The Marquis Giorgio Capranica del Grillo (1849–1922) was a courtier to the Italian Queen Mother, Margherita, a painter in his own right, and a benevolent patron to Mancini. The portrait, one of Mancini’s most ambitious, was painted in Rome in 1889 and intended for the Paris Universal Exhibition that same year but never sent; years later and for reasons unknown the artist re-dated it to 1899. He depicts Grillo as a so-called prince-painter in his sumptuously appointed studio and against a background of tooled leather – elegant, with refined taste, charming and nonchalant.
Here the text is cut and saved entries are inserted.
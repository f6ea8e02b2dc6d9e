//! # takesync server
//!
//! Starts and stops a motion-capture controller and a set of networked tape
//! recorders as one take.
//!
//! ```text
//!   inbound ───► MessageBridge ───► RecordingOrchestrator
//!                    │   ▲                │          │
//!   outbound ◄───────┘   │                ▼          ▼
//!                        │     CaptureSourceLink   RecorderFleet
//!                        │           │       │       │       │
//!                        └─ EventBus ◄───────┼───────┘       │
//!                                            ▼               ▼
//!                                  controller process   RecorderEngine × n
//!                                  and control API      (TCP text protocol)
//! ```
//!
//! ## Key Components
//!
//! - [`recorder::RecorderEngine`] - one TCP session per recorder, one command in flight
//! - [`recorder::RecorderFleet`] - concurrent fan-out, all-or-nothing start
//! - [`capture::CaptureSourceLink`] - process and API liveness, reconnect with backoff
//! - [`orchestrator::RecordingOrchestrator`] - synchronised start/stop
//! - [`bridge::MessageBridge`] - address-based control messages in and out
//! - [`Session`] - wires the above into graceful-shutdown subsystems
//!
//! ## Command-Line Interface
//!
//! See [`Cli`]. Key options:
//!
//! - `-c, --config` - settings file (default: the platform config directory)
//! - `--emulate` - run against in-process emulators instead of hardware
//! - `--write-config` - write the effective settings and exit
//! - `-v` - increase verbosity (use multiple times)

use clap::Parser;
use std::path::PathBuf;
use std::sync::Arc;
use tokio_graceful_shutdown::{SubsystemBuilder, SubsystemHandle};

pub mod bridge;
pub mod capture;
pub mod config;
#[cfg(feature = "emulator")]
pub mod emulator;
pub mod error;
pub mod events;
pub mod orchestrator;
pub mod recorder;
mod util;

use bridge::{MemoryTransport, MessageBridge, MessageValue};
use capture::{
    CaptureConnector, CaptureSourceLink, DetachedConnector, ProcessProbe, SysinfoProbe,
};
use config::AppConfig;
use error::SyncError;
use events::EventBus;
use orchestrator::RecordingOrchestrator;
use recorder::RecorderFleet;
use takesync_core::DeviceEndpoint;

pub const VERSION: &str = env!("CARGO_PKG_VERSION");

#[derive(Parser, Clone, Debug)]
#[command(version, about)]
pub struct Cli {
    #[clap(flatten)]
    pub verbose: clap_verbosity_flag::Verbosity<clap_verbosity_flag::InfoLevel>,

    /// Settings file
    #[arg(short, long)]
    pub config: Option<PathBuf>,

    /// Run against in-process recorder and capture-controller emulators
    #[arg(long, default_value_t = false)]
    pub emulate: bool,

    /// Write the effective settings to the settings file and exit
    #[arg(long, default_value_t = false)]
    pub write_config: bool,
}

/// The running bridge.
///
/// Owns every link. [`Session::new`] starts the long-running parts as
/// subsystems of the caller's graceful-shutdown tree.
#[derive(Clone)]
pub struct Session {
    pub config: Arc<AppConfig>,
    pub events: EventBus,
    pub capture: Arc<CaptureSourceLink>,
    pub fleet: Arc<RecorderFleet>,
    pub orchestrator: Arc<RecordingOrchestrator>,
    pub transport: Arc<MemoryTransport>,
}

impl Session {
    pub async fn new(
        subsystem: &SubsystemHandle,
        args: Cli,
        config: AppConfig,
    ) -> Result<Self, SyncError> {
        let events = EventBus::new();

        let (connector, probe, devices) = if args.emulate {
            emulated(subsystem, &config).await?
        } else {
            log::warn!("{}", detached_warning(&config.capture.host));
            let connector: Arc<dyn CaptureConnector> =
                Arc::new(DetachedConnector::new(&config.capture.host));
            let probe: Arc<dyn ProcessProbe> =
                Arc::new(SysinfoProbe::new(&config.capture.process_names));
            (connector, probe, config.active_devices())
        };

        let capture = Arc::new(CaptureSourceLink::new(
            connector,
            probe,
            config.link_settings(),
            events.clone(),
        ));
        let fleet = Arc::new(RecorderFleet::new(config.engine_settings(), events.clone()));
        let orchestrator = Arc::new(RecordingOrchestrator::new(
            capture.clone(),
            fleet.clone(),
            config.orchestrator_settings(),
            events.clone(),
        ));
        let transport = Arc::new(MemoryTransport::logging());
        log::info!(
            "message bridge: listen {}, outbound {}",
            config.bridge.listen,
            config.bridge.broadcast
        );

        let session = Session {
            config: Arc::new(config),
            events,
            capture,
            fleet,
            orchestrator,
            transport,
        };
        session.start(subsystem, devices);
        Ok(session)
    }

    fn start(&self, subsystem: &SubsystemHandle, devices: Vec<DeviceEndpoint>) {
        let capture = self.capture.clone();
        subsystem.start(SubsystemBuilder::new("CaptureMonitor", |subsys| async move {
            let run = capture.run();
            tokio::pin!(run);
            tokio::select! {
                _ = &mut run => {}
                _ = subsys.on_shutdown_requested() => {
                    capture.shutdown();
                    run.await;
                }
            }
            Ok::<(), SyncError>(())
        }));

        let fleet = self.fleet.clone();
        subsystem.start(SubsystemBuilder::new("Recorders", |subsys| async move {
            if let Err(e) = fleet.reconcile(&devices).await {
                log::warn!("not every recorder is reachable yet: {}", e);
            }
            subsys.on_shutdown_requested().await;
            fleet.disconnect_all().await
        }));

        let orchestrator = self.orchestrator.clone();
        subsystem.start(SubsystemBuilder::new("FollowCapture", |subsys| async move {
            orchestrator
                .follow_capture(subsys.create_cancellation_token())
                .await;
            Ok::<(), SyncError>(())
        }));

        let bridge = MessageBridge::new(
            self.orchestrator.clone(),
            self.transport.clone(),
            self.events.clone(),
        );
        let requests = bridge.install();
        subsystem.start(SubsystemBuilder::new("MessageBridge", |subsys| async move {
            bridge
                .run(requests, subsys.create_cancellation_token())
                .await;
            Ok::<(), SyncError>(())
        }));

        spawn_console(self.transport.clone());
    }
}

/// Read `<address> [args...]` lines from stdin and deliver them as inbound
/// messages. Runs on its own thread so a pending read never holds up shutdown.
fn spawn_console(transport: Arc<MemoryTransport>) {
    let spawned = std::thread::Builder::new()
        .name("console".to_string())
        .spawn(move || {
            for line in std::io::stdin().lines() {
                let Ok(line) = line else { break };
                let mut tokens = line.split_whitespace();
                let Some(address) = tokens.next() else {
                    continue;
                };
                let args: Vec<MessageValue> = tokens.map(MessageValue::parse).collect();
                if !transport.deliver(address, &args) {
                    log::warn!("known addresses: {}", transport.addresses().join(", "));
                }
            }
            log::debug!("console closed");
        });
    if let Err(e) = spawned {
        log::warn!("cannot start console: {}", e);
    }
}

type Collaborators = (
    Arc<dyn CaptureConnector>,
    Arc<dyn ProcessProbe>,
    Vec<DeviceEndpoint>,
);

/// Emulated controller plus one emulated recorder per configured device.
#[cfg(feature = "emulator")]
async fn emulated(
    subsystem: &SubsystemHandle,
    config: &AppConfig,
) -> Result<Collaborators, SyncError> {
    use emulator::{EmulatedCapture, RecorderEmulator};

    let capture = EmulatedCapture::new();
    let mut recorders = Vec::new();
    let mut devices = Vec::new();
    for device in config.active_devices() {
        let emu = RecorderEmulator::start(&format!("Emulated Deck {}", device.id)).await?;
        log::info!("recorder {} emulated on {}", device.id, emu.addr());
        devices.push(emu.endpoint(device.id));
        recorders.push(emu);
    }

    // The emulators live until shutdown
    subsystem.start(SubsystemBuilder::new("Emulators", |subsys| async move {
        subsys.on_shutdown_requested().await;
        drop(recorders);
        Ok::<(), SyncError>(())
    }));

    let connector: Arc<dyn CaptureConnector> = Arc::new(capture.clone());
    let probe: Arc<dyn ProcessProbe> = Arc::new(capture);
    Ok((connector, probe, devices))
}

#[cfg(not(feature = "emulator"))]
async fn emulated(
    _subsystem: &SubsystemHandle,
    _config: &AppConfig,
) -> Result<Collaborators, SyncError> {
    Err(SyncError::Config(
        "--emulate needs the `emulator` feature".to_string(),
    ))
}

/// What an operator can still do without a capture API client.
fn detached_warning(host: &str) -> String {
    format!(
        "no control API client for the capture controller on {}: its process is watched, \
         but {} and the capture commands fail; use {} to record on the recorders alone",
        host,
        bridge::address::START_ALL,
        bridge::address::START_RECORDERS
    )
}

#[cfg(test)]
mod tests {
    use super::*;

    #[test]
    fn test_cli() {
        let args = Cli::parse_from(["takesync-server", "--emulate", "-c", "/tmp/s.json", "-vv"]);
        assert!(args.emulate);
        assert!(!args.write_config);
        assert_eq!(args.config, Some(PathBuf::from("/tmp/s.json")));
        assert_eq!(args.verbose.log_level_filter(), log::LevelFilter::Trace);

        let args = Cli::parse_from(["takesync-server"]);
        assert!(!args.emulate);
        assert_eq!(args.verbose.log_level_filter(), log::LevelFilter::Info);
    }

    #[test]
    fn test_detached_warning_names_the_working_address() {
        let text = detached_warning("localhost");
        assert!(text.contains("/RecordStartAll"));
        assert!(text.contains("fail"));
        assert!(text.contains("/RecordStartHyperDeck"));
    }
}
Mancini used his curious invention, the graticola, an irregular grid of strings on a wooden frame set between artist and sitter, to get the image onto the canvas, although how exactly it worked is mysterious. Bought by Hugh Lane, the painting was a kind of pendant in Lane’s collection to another full-length portrait of a seated artist, Manet’s Eva Gonzalès of 1870.

Key facts

Details

Full title
The Marquis del Grillo
Artist dates
1852 - 1930
Date made
1889
Medium and support
oil on canvas
Dimensions
205.7 × 109.2 cm
Inscription summary
Signed; Dated
Acquisition credit
Sir Hugh Lane Bequest, 1917, The National Gallery, London. In partnership with Hugh Lane Gallery, Dublin.
Inventory number
NG3257
Location
On loan: Long Loan to The Hugh Lane (2019 - 2031), Dublin City Gallery The Hugh Lane, Dublin, Ireland
Collection
Main Collection

About this record

If you know more about this painting or have spotted an error, please contact us. Please note that exhibition histories are listed from 2009 onwards. Bibliographies may not be complete; more comprehensive information is available in the National Gallery Library.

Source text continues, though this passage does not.